September 2021 Volume 27 No. 3

Tips for Adapting to CBT Exams

by Holley Rouse, CLC Candidate Representative, and Chip McCleary, ACAS

The year 2020 was a watershed year for CAS candidates. In terms of exams, the Spring Exam sitting was cancelled, the CAS moved all exams to a computer-based testing (CBT) format, and the CAS decided to no longer release the exams after the sitting. We’ve all had to adjust, adapt and accept these changes. Therefore, with two sittings of CBT exams under our collective belts and a third sitting coming up, we have some CBT study tips!  

We’ve narrowed down our tips to two major themes after reflecting our own experiences and speaking with other candidates:

  1. Be familiar with the Pearson testing environment.
  2. Build your own examples.

The new CBT format makes these two items a necessity when studying for CAS exams, particularly for the “written” exams.

  1. Be familiar with the Pearson VUE testing environment.
    We cannot stress this enough! Pearson’s spreadsheet is Excel-like, but it has enough differences to feel unwieldy if you haven’t practiced with it. Many commonly used short cuts do not work (the loss of F2 and F4 haunts us) and the list of 500+ formulas is available on Pearson’s CAS page.

    Other ways to familiarize yourself with the Pearson testing environment include:
    • Using the Sample Spreadsheet at the bottom of the Pearson CAS landing page to work problems.
    • Figuring out how to format written answers in the spreadsheet.
    • Deciding how you will make use of Pearson’s question flagging.  
    • Using a countdown clock on your screen when taking a practice exam.
    • Using a substitute such as pen and paper to mimic the laminated, unerasable notebook Pearson provides.
  2. Build your own examples.
    Many of us have had a moment when we’re studying past exam questions to the point that we know what the answer is, but then we wonder, “Do I really know how to do this?”

    An easy trick to test yourself is to build that same example in a spreadsheet but randomize the inputs. You’ll learn how the pieces come together and the steps needed to solve the problem. Then you can instantly generate a new problem with different inputs and a different answer. Creating and solving your own problems using a spreadsheet may be a useful tool for multiple-choice exams too.

    Building your own examples has become crucial to studying for actuarial exams, especially with the new policies releasing exam questions and prohibiting the discussion of exam questions.

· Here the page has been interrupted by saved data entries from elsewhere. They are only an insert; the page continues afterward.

use crate::types::*;
use anyhow::{anyhow, Context, Result};
use std::fs;
use std::path::PathBuf;

pub const APP_NAME: &str = "pythonup";
pub const CONFIG_DIR_NAME: &str = ".pythonup";
pub const CONFIG_FILE_NAME: &str = "config.json";
pub const ACTIVE_VERSIONS_FILE_NAME: &str = "active-versions.txt";

pub const SETTING_KEYS: &[&str] = &[
    "install_root",
    "scripts_dir",
    "commands_dir",
    "catalog_dir",
    "dispatcher_path",
    "force_32bit",
];

pub fn get_user_data_dir() -> Result<PathBuf> {
    let path = match std::env::var_os("PYTHONUP_DATA_DIR") {
        Some(dir) => PathBuf::from(dir),
        None => dirs::data_local_dir()
            .ok_or_else(|| anyhow!("Could not determine data directory"))?
            .join(APP_NAME),
    };
    tracing::debug!("User data directory: {}", path.display());
    fs::create_dir_all(&path)?;
    Ok(path)
}

pub fn get_config_file_path() -> Result<PathBuf> {
    if let Some(path) = std::env::var_os("PYTHONUP_CONFIG") {
        return Ok(PathBuf::from(path));
    }
    let path = dirs::config_dir()
        .ok_or_else(|| anyhow!("Could not determine config directory"))?
        .join(CONFIG_DIR_NAME)
        .join(CONFIG_FILE_NAME);
    tracing::debug!("Config file path: {}", path.display());
    Ok(path)
}

pub fn load_settings() -> Result<Settings> {
    let config_path = get_config_file_path()?;

    let mut settings = if config_path.exists() {
        let content = fs::read_to_string(&config_path).with_context(|| {
            format!("Could not read config file at {}", config_path.display())
        })?;
        serde_json::from_str(&content).with_context(|| "Could not parse config file as JSON")?
    } else {
        Settings::default()
    };

    // Environment overrides win over the file
    for key in SETTING_KEYS {
        let var = format!("PYTHONUP_{}", key.to_uppercase());
        if let Ok(value) = std::env::var(&var) {
            tracing::debug!("Applying {} override", var);
            apply_setting(&mut settings, key, &value)?;
        }
    }

    Ok(settings)
}

pub fn save_settings(settings: &Settings) -> Result<()> {
    let config_path = get_config_file_path()?;
    let config_dir = config_path
        .parent()
        .ok_or_else(|| anyhow!("Invalid config path"))?;

    fs::create_dir_all(config_dir)?;

    let content = serde_json::to_string_pretty(settings)?;
    fs::write(&config_path, content)?;

    Ok(())
}

pub fn normalize_key(key: &str) -> String {
    key.replace('-', "_")
        .chars()
        .map(|c| {
            if c.is_ascii_uppercase() {
                format!("_{}", c.to_lowercase())
            } else {
                c.to_string()
            }
        })
        .collect::<String>()
        .trim_start_matches('_')
        .to_lowercase()
}

fn parse_bool(value: &str) -> bool {
    let value = value.trim().to_lowercase();
    value == "true" || value == "1" || value == "yes"
}

pub fn get_setting(settings: &Settings, key: &str) -> Option<String> {
    let value = match normalize_key(key).as_str() {
        "install_root" => settings.install_root.clone(),
        "scripts_dir" => settings.scripts_dir.clone(),
        "commands_dir" => settings.commands_dir.clone(),
        "catalog_dir" => settings.catalog_dir.clone(),
        "dispatcher_path" => settings.dispatcher_path.clone(),
        "force_32bit" => settings.force_32bit.to_string(),
        _ => return None,
    };
    Some(value)
}

pub fn apply_setting(settings: &mut Settings, key: &str, value: &str) -> Result<()> {
    match normalize_key(key).as_str() {
        "install_root" => settings.install_root = value.to_string(),
        "scripts_dir" => settings.scripts_dir = value.to_string(),
        "commands_dir" => settings.commands_dir = value.to_string(),
        "catalog_dir" => settings.catalog_dir = value.to_string(),
        "dispatcher_path" => settings.dispatcher_path = value.to_string(),
        "force_32bit" => settings.force_32bit = parse_bool(value),
        other => {
            return Err(anyhow!(
                "'{}' is not a valid configuration setting. Valid settings: {}",
                other,
                SETTING_KEYS.join(", ")
            ))
        }
    }
    Ok(())
}

pub fn reset_setting(settings: &mut Settings, key: &str) -> Result<()> {
    let defaults = Settings::default();
    let key = normalize_key(key);
    let value = get_setting(&defaults, &key).ok_or_else(|| {
        anyhow!(
            "'{}' is not a valid configuration setting. Valid settings: {}",
            key,
            SETTING_KEYS.join(", ")
        )
    })?;
    apply_setting(settings, &key, &value)
}

/// Every filesystem location a single run touches.
#[derive(Debug, Clone, PartialEq, Eq)]
pub struct Layout {
    pub install_root: PathBuf,
    pub scripts_dir: PathBuf,
    pub commands_dir: PathBuf,
    pub catalog_dir: PathBuf,
    pub dispatcher: PathBuf,
    pub active_versions_file: PathBuf,
}

impl Layout {
    pub fn from_settings(settings: &Settings) -> Result<Self> {
        let data_dir = get_user_data_dir()?;
        Ok(Self {
            install_root: PathBuf::from(&settings.install_root),
            scripts_dir: PathBuf::from(&settings.scripts_dir),
            commands_dir: PathBuf::from(&settings.commands_dir),
            catalog_dir: PathBuf::from(&settings.catalog_dir),
            dispatcher: PathBuf::from(&settings.dispatcher_path),
            active_versions_file: data_dir.join(ACTIVE_VERSIONS_FILE_NAME),
        })
    }
}
//! Active-set reconciliation.
//!
//! The shared scripts directory is rebuilt from scratch every time the set of
//! active versions changes. Versions are published in order with
//! `overwrite = false`, so the first version offering a command name owns it.
//!
//! There is no inter-process locking. Two concurrent rebuilds of the same
//! scripts directory can interleave and leave it inconsistent.

use crate::catalog::Catalog;
use crate::config::Layout;
use crate::error::{Error, Result};
use crate::locator::Installation;
use crate::platform::exe_name;
use crate::shim::{publish_file, PublishOptions, ShimPublisher};
use crate::types::VersionDescriptor;
use std::fs;
use std::path::Path;
use walkdir::WalkDir;

/// Script stems never published into the shared namespace; every version
/// ships them and only the version-qualified variants are unambiguous.
const UNVERSIONED_SCRIPTS: &[&str] = &["pip", "easy_install"];

pub fn load_active_names(path: &Path) -> Result<Vec<String>> {
    let content = match fs::read_to_string(path) {
        Ok(content) => content,
        Err(e) if e.kind() == std::io::ErrorKind::NotFound => return Ok(Vec::new()),
        Err(e) => return Err(Error::io("Failed to read active versions", path)(e)),
    };
    Ok(content
        .lines()
        .map(str::trim)
        .filter(|line| !line.is_empty())
        .map(str::to_string)
        .collect())
}

pub fn save_active_names(path: &Path, names: &[&str]) -> Result<()> {
    if let Some(parent) = path.parent() {
        fs::create_dir_all(parent).map_err(Error::io("Failed to create directory", parent))?;
    }
    fs::write(path, names.join("\n")).map_err(Error::io("Failed to save active versions", path))
}

/// Rebuilds the scripts directory for `versions`, in precedence order.
pub fn activate(
    layout: &Layout,
    versions: &[&VersionDescriptor],
    allow_empty: bool,
    quiet: bool,
) -> Result<()> {
    if versions.is_empty() && !allow_empty {
        return Err(Error::NoActiveVersions);
    }

    let scripts_dir = &layout.scripts_dir;
    fs::create_dir_all(scripts_dir)
        .map_err(Error::io("Failed to create scripts directory", scripts_dir))?;

    if !quiet {
        println!("Removing scripts.");
    }
    clear_directory(scripts_dir)?;

    let publisher = ShimPublisher::new(&layout.dispatcher);
    for version in versions {
        publish_version_scripts(&publisher, layout, version, quiet)?;
    }

    let names: Vec<&str> = versions.iter().map(|v| v.name.as_str()).collect();
    save_active_names(&layout.active_versions_file, &names)?;
    tracing::info!("Active versions: {:?}", names);
    Ok(())
}

fn clear_directory(dir: &Path) -> Result<()> {
    for entry in WalkDir::new(dir).min_depth(1).max_depth(1) {
        let entry = entry.map_err(|e| {
            let path = e.path().unwrap_or(dir).to_path_buf();
            Error::io("Failed to list scripts", &path)(e.into())
        })?;
        let path = entry.path();
        let removed = if entry.file_type().is_dir() {
            fs::remove_dir_all(path)
        } else {
            fs::remove_file(path)
        };
        removed.map_err(Error::io("Failed to remove", path))?;
        tracing::trace!("Removed {}", path.display());
    }
    Ok(())
}

fn publish_version_scripts(
    publisher: &ShimPublisher,
    layout: &Layout,
    version: &VersionDescriptor,
    quiet: bool,
) -> Result<()> {
    if !quiet {
        println!("Publishing {}...", version);
    }
    let options = PublishOptions {
        overwrite: false,
        quiet,
    };

    let installation = Installation::locate(version, &layout.install_root);
    let command = layout
        .scripts_dir
        .join(exe_name(&format!("python{}", version.major_version())));
    publisher.publish_command(&installation.interpreter, &command, options)?;

    if !installation.scripts_dir.is_dir() {
        tracing::debug!(
            "{} has no scripts directory at {}",
            version.name,
            installation.scripts_dir.display()
        );
        return Ok(());
    }

    // Sorted so that rebuilds are reproducible
    let scripts = WalkDir::new(&installation.scripts_dir)
        .min_depth(1)
        .max_depth(1)
        .sort_by_file_name()
        .into_iter()
        .filter_map(|e| e.ok())
        .filter(|e| e.file_type().is_file());

    for entry in scripts {
        let path = entry.path();
        let stem = path
            .file_stem()
            .map(|s| s.to_string_lossy().to_lowercase())
            .unwrap_or_default();
        if UNVERSIONED_SCRIPTS.contains(&stem.as_str()) {
            continue;
        }
        let target = layout.scripts_dir.join(entry.file_name());
        publish_file(path, &target, options)?;
    }
    Ok(())
}

/// Drops `remove` from the active set, rebuilding only when membership
/// actually changes. Returns whether a rebuild happened.
pub fn update_active_versions(
    layout: &Layout,
    catalog: &Catalog,
    remove: &[&str],
    quiet: bool,
) -> Result<bool> {
    let current = load_active_names(&layout.active_versions_file)?;
    let remaining: Vec<&str> = current
        .iter()
        .map(String::as_str)
        .filter(|name| !remove.contains(name))
        .collect();

    if remaining.len() == current.len() {
        tracing::debug!("Active versions unchanged");
        return Ok(false);
    }
    if !quiet {
        for name in current.iter().filter(|n| remove.contains(&n.as_str())) {
            println!("Deactivating {}", name);
        }
    }

    let versions = remaining
        .iter()
        .map(|name| catalog.resolve(name))
        .collect::<Result<Vec<_>>>()?;
    activate(layout, &versions, true, quiet)?;
    Ok(true)
}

While we still have access to prior exam questions, they will become less relevant when the CAS moves to more sophisticated questions and using larger data sets.  

    If you’re looking for general study tips, there are two great articles in the Future Fellows June 2019 issue, “Study Tips and Tricks” and “Know Your Learning Style”. You can learn more about CBT in Fall 2021 CBT Candidate Frequently Asked Questions (FAQ) or in the CAS CBT tutorial video.  

Do you have other ideas or tips for preparing for CBT exams? We’d love to hear from you! Send your thoughts to clc@casact.org and we’ll publish them and include your name in an upcoming blog post or article.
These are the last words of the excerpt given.